Правильное отношение человека к вселенной высказано соляристом Снаутом, который дает совет Кельвину: «Владей собой… Будь готов ко всему. Это невозможно, я знаю. Но ты попробуй. Это единственный выход. Другого я не знаю». В познании мира нужно владеть собой и быть готовым ко всему, хотя это и невозможно. Но ведь еще более невозможно – остановиться. Космос – нужен! Познание – нужно! Потери – неизбежны. «Кто вы такой – ученый или жалкий трус?!», – кричит на соляриста Сарториуса Кельвин. Вот пафос романа, вот сумма философии Лема, высказанной в этой книге.

Менее известен текст Лема, посвященный, в сущности, той же теме – «Расследование» (1958). Тайны жизни и смерти исследованы там с помощью современной криминалистики профессионалами своего дела, и… профессионалы вынуждены опустить руки. В нашем мире, на Земле, есть нечто, их знаниям и навыкам не поддающееся. Притом непонятно, до какой степени это самое «нечто» вообще может быть расшифровано когда-нибудь – через десять лет, пятьдесят, сто…

«Расследование» по сути своей пессимистично. Не столько следствие потерпело поражение, сколько наука, знания людей. «Солярис» несет в себе оптимизм: да, трудно, но продвижение все-таки возможно.

По мотивам романа появились три экранизации – телеспектакль Бориса Ниренбурга, фильмы Андрея Тарковского и Стивена Содерберга, а также спектакль Дэвида Гласса и балет Сергея Жукова[32]. Но внимание зрителей было приковано только к двум продолжениям «Соляриса», а именно работам Тарковского и Содерберга. На них и сосредоточимся.
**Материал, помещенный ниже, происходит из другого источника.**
//! Stencil is the directive markup in which the DDL fragments are written.
//!
//! A stencil is parsed once into a small syntax tree and can then be rendered
//! any number of times against a [`Context`], which binds at most one anchor,
//! attribute, and knot from a [`Schema`](crate::schema::Schema). Rendering is
//! pure text substitution: property references such as `$anchor.name` resolve
//! through a fixed registry of typed accessors, and conditional directives
//! such as `$(METADATA)? ...` keep or omit the remainder of their line.
//!
//! Directives are line scoped. When a directive is the first non-blank
//! content of its line and its predicate fails with no alternative branch,
//! the whole line disappears from the output, newline included. When text
//! precedes the directive, only the trailing fragment is omitted. Branches
//! that are not taken are never resolved, so a line guarded by
//! `$(attribute.isKnotted)?` may safely reference `$knot` properties.
//!
//! Unknown properties and predicates are rejected when the stencil is
//! parsed, with the line number they appear on. Resolution failures, such
//! as asking a non-historized attribute for its changing column, surface
//! when rendering.

use pest::Parser;
use pest_derive::Parser;
use thiserror::Error;

use crate::schema::{Anchor, Attribute, Knot, Schema};

#[derive(Parser)]
#[grammar = "stencil.pest"]
struct StencilParser;

#[derive(Error, Debug)]
pub enum StencilError {
    #[error("line {line}: {message}")]
    Parse { line: usize, message: String },
    #[error("line {line}: unknown property '${path}'")]
    UnknownProperty { path: String, line: usize },
    #[error("line {line}: unknown predicate '{name}'")]
    UnknownPredicate { name: String, line: usize },
    #[error("'${path}' cannot be resolved: {reason}")]
    Unresolvable { path: String, reason: &'static str },
    #[error("no {subject} is bound in this context")]
    MissingSubject { subject: &'static str },
}

/// Everything a property reference may point at. The registry is closed:
/// a token that does not map to a variant is rejected at parse time.
#[derive(Debug, Clone, Copy, PartialEq, Eq)]
enum Property {
    SchemaChronon,
    SchemaPositorRange,
    SchemaPositingRange,
    SchemaEquivalentRange,
    SchemaEndOfTime,
    SchemaNow,
    AnchorMnemonic,
    AnchorName,
    AnchorCapsule,
    AnchorIdentityColumn,
    AnchorMetadataColumn,
    AttributeMnemonic,
    AttributeName,
    AttributeCapsule,
    AttributeIdentityColumn,
    AttributeAnchorReference,
    AttributeValueColumn,
    AttributeChangingColumn,
    AttributeTimeRange,
    AttributePositingColumn,
    AttributePositorColumn,
    AttributeReliabilityColumn,
    AttributeReliableColumn,
    AttributeMetadataColumn,
    AttributeEquivalentColumn,
    AttributeChecksumColumn,
    AttributeKnotReference,
    AttributeKnotValueColumn,
    AttributeKnotMetadataColumn,
    KnotMnemonic,
    KnotName,
    KnotCapsule,
    KnotIdentityColumn,
    KnotValueColumn,
    KnotMetadataColumn,
}

impl Property {
    fn from_path(path: &str) -> Option<Property> {
        Some(match path {
            "schema.chronon" => Property::SchemaChronon,
            "schema.positorRange" => Property::SchemaPositorRange,
            "schema.positingRange" => Property::SchemaPositingRange,
            "schema.equivalentRange" => Property::SchemaEquivalentRange,
            "schema.endOfTime" => Property::SchemaEndOfTime,
            "schema.now" => Property::SchemaNow,
            "anchor.mnemonic" => Property::AnchorMnemonic,
            "anchor.name" => Property::AnchorName,
            "anchor.capsule" => Property::AnchorCapsule,
            "anchor.identityColumnName" => Property::AnchorIdentityColumn,
            "anchor.metadataColumnName" => Property::AnchorMetadataColumn,
            "attribute.mnemonic" => Property::AttributeMnemonic,
            "attribute.name" => Property::AttributeName,
            "attribute.capsule" => Property::AttributeCapsule,
            "attribute.identityColumnName" => Property::AttributeIdentityColumn,
            "attribute.anchorReferenceName" => Property::AttributeAnchorReference,
            "attribute.valueColumnName" => Property::AttributeValueColumn,
            "attribute.changingColumnName" => Property::AttributeChangingColumn,
            "attribute.timeRange" => Property::AttributeTimeRange,
            "attribute.positingColumnName" => Property::AttributePositingColumn,
            "attribute.positorColumnName" => Property::AttributePositorColumn,
            "attribute.reliabilityColumnName" => Property::AttributeReliabilityColumn,
            "attribute.reliableColumnName" => Property::AttributeReliableColumn,
            "attribute.metadataColumnName" => Property::AttributeMetadataColumn,
            "attribute.equivalentColumnName" => Property::AttributeEquivalentColumn,
            "attribute.checksumColumnName" => Property::AttributeChecksumColumn,
            "attribute.knotReferenceName" => Property::AttributeKnotReference,
            "attribute.knotValueColumnName" => Property::AttributeKnotValueColumn,
            "attribute.knotMetadataColumnName" => Property::AttributeKnotMetadataColumn,
            "knot.mnemonic" => Property::KnotMnemonic,
            "knot.name" => Property::KnotName,
            "knot.capsule" => Property::KnotCapsule,
            "knot.identityColumnName" => Property::KnotIdentityColumn,
            "knot.valueColumnName" => Property::KnotValueColumn,
            "knot.metadataColumnName" => Property::KnotMetadataColumn,
            _ => return None,
        })
    }
}

/// The predicates a directive may test, singly or joined with `&&`.
#[derive(Debug, Clone, Copy, PartialEq, Eq)]
enum Flag {
    Metadata,
    Improved,
    Historized,
    Knotted,
    Equivalent,
    Checksum,
}

impl Flag {
    fn from_name(name: &str) -> Option<Flag> {
        Some(match name {
            "METADATA" => Flag::Metadata,
            "IMPROVED" => Flag::Improved,
            "attribute.isHistorized" => Flag::Historized,
            "attribute.isKnotted" => Flag::Knotted,
            "attribute.isEquivalent" => Flag::Equivalent,
            "attribute.hasChecksum" => Flag::Checksum,
            _ => return None,
        })
    }

    fn holds(&self, context: &Context) -> Result<bool, StencilError> {
        match self {
            Flag::Metadata => Ok(context.schema.metadata()),
            Flag::Improved => Ok(context.schema.improved()),
            Flag::Historized => Ok(context.bound_attribute()?.is_historized()),
            Flag::Knotted => Ok(context.bound_attribute()?.is_knotted()),
            Flag::Equivalent => Ok(context.bound_attribute()?.is_equivalent()),
            Flag::Checksum => Ok(context.bound_attribute()?.has_checksum()),
        }
    }
}

#[derive(Debug)]
enum Piece {
    Text(String),
    Property { path: String, property: Property },
}

#[derive(Debug)]
struct Term {
    negated: bool,
    flag: Flag,
}

#[derive(Debug)]
struct Predicate {
    terms: Vec<Term>,
}

impl Predicate {
    // A conjunction, so the first failing term settles it.
    fn holds(&self, context: &Context) -> Result<bool, StencilError> {
        for term in &self.terms {
            if term.flag.holds(context)? == term.negated {
                return Ok(false);
            }
        }
        Ok(true)
    }
}

#[derive(Debug)]
struct Directive {
    predicate: Predicate,
    when_true: Vec<Piece>,
    when_false: Option<Vec<Piece>>,
}

#[derive(Debug)]
struct Line {
    pieces: Vec<Piece>,
    directive: Option<Directive>,
    // the directive is the first non-blank content of the line
    guarded: bool,
    newline: bool,
}

impl Line {
    fn render_into(&self, out: &mut String, context: &Context) -> Result<(), StencilError> {
        let mut rendered = String::new();
        append(&mut rendered, &self.pieces, context)?;
        if let Some(directive) = &self.directive {
            if directive.predicate.holds(context)? {
                append(&mut rendered, &directive.when_true, context)?;
            } else if let Some(alternative) = &directive.when_false {
                append(&mut rendered, alternative, context)?;
            } else if self.guarded {
                return Ok(());
            }
        }
        out.push_str(&rendered);
        if self.newline {
            out.push('\n');
        }
        Ok(())
    }
}

fn append(out: &mut String, pieces: &[Piece], context: &Context) -> Result<(), StencilError> {
    for piece in pieces {
        match piece {
            Piece::Text(text) => out.push_str(text),
            Piece::Property { path, property } => out.push_str(context.resolve(*property, path)?),
        }
    }
    Ok(())
}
Фильм «Солярис» Андрея Тарковского (1972), где Кельвина играет Донатас Банионис, одновременно сужает и расширяет философское поле Соляриса.

Сужает – в том смысле, что наука, познание, освоение космоса Тарковского не особенно интересуют. Режиссер сохраняет приличествующий научный «каркас» (гораздо больше, чем сохранит его в «Сталкере» по отношению к литературному оригиналу – повести братьев Стругацких «Пикник на обочине»). Тарковский даже чуть-чуть полемизирует с Лемом. Один из персонажей фильма выражает уверенность, что познания вне морали быть не должно, это неправильно. Но философское наполнение картины, по большей части, не связано с философским наполнением романа.

Тарковский, отталкиваясь от Лема, говорил о своем.

Кинематографист представил мир как сочетание вечного и временного.

вернуться

32

Повесть «Отель для троглодита» Я. Верова, И. Минакова можно в какой-то степени считать продолжением художественной соляристики. Притом продолжением, благожелательным по отношению к версии Тарковского с ее усиленным вниманием к личности человека, его разуму, его духовным основам.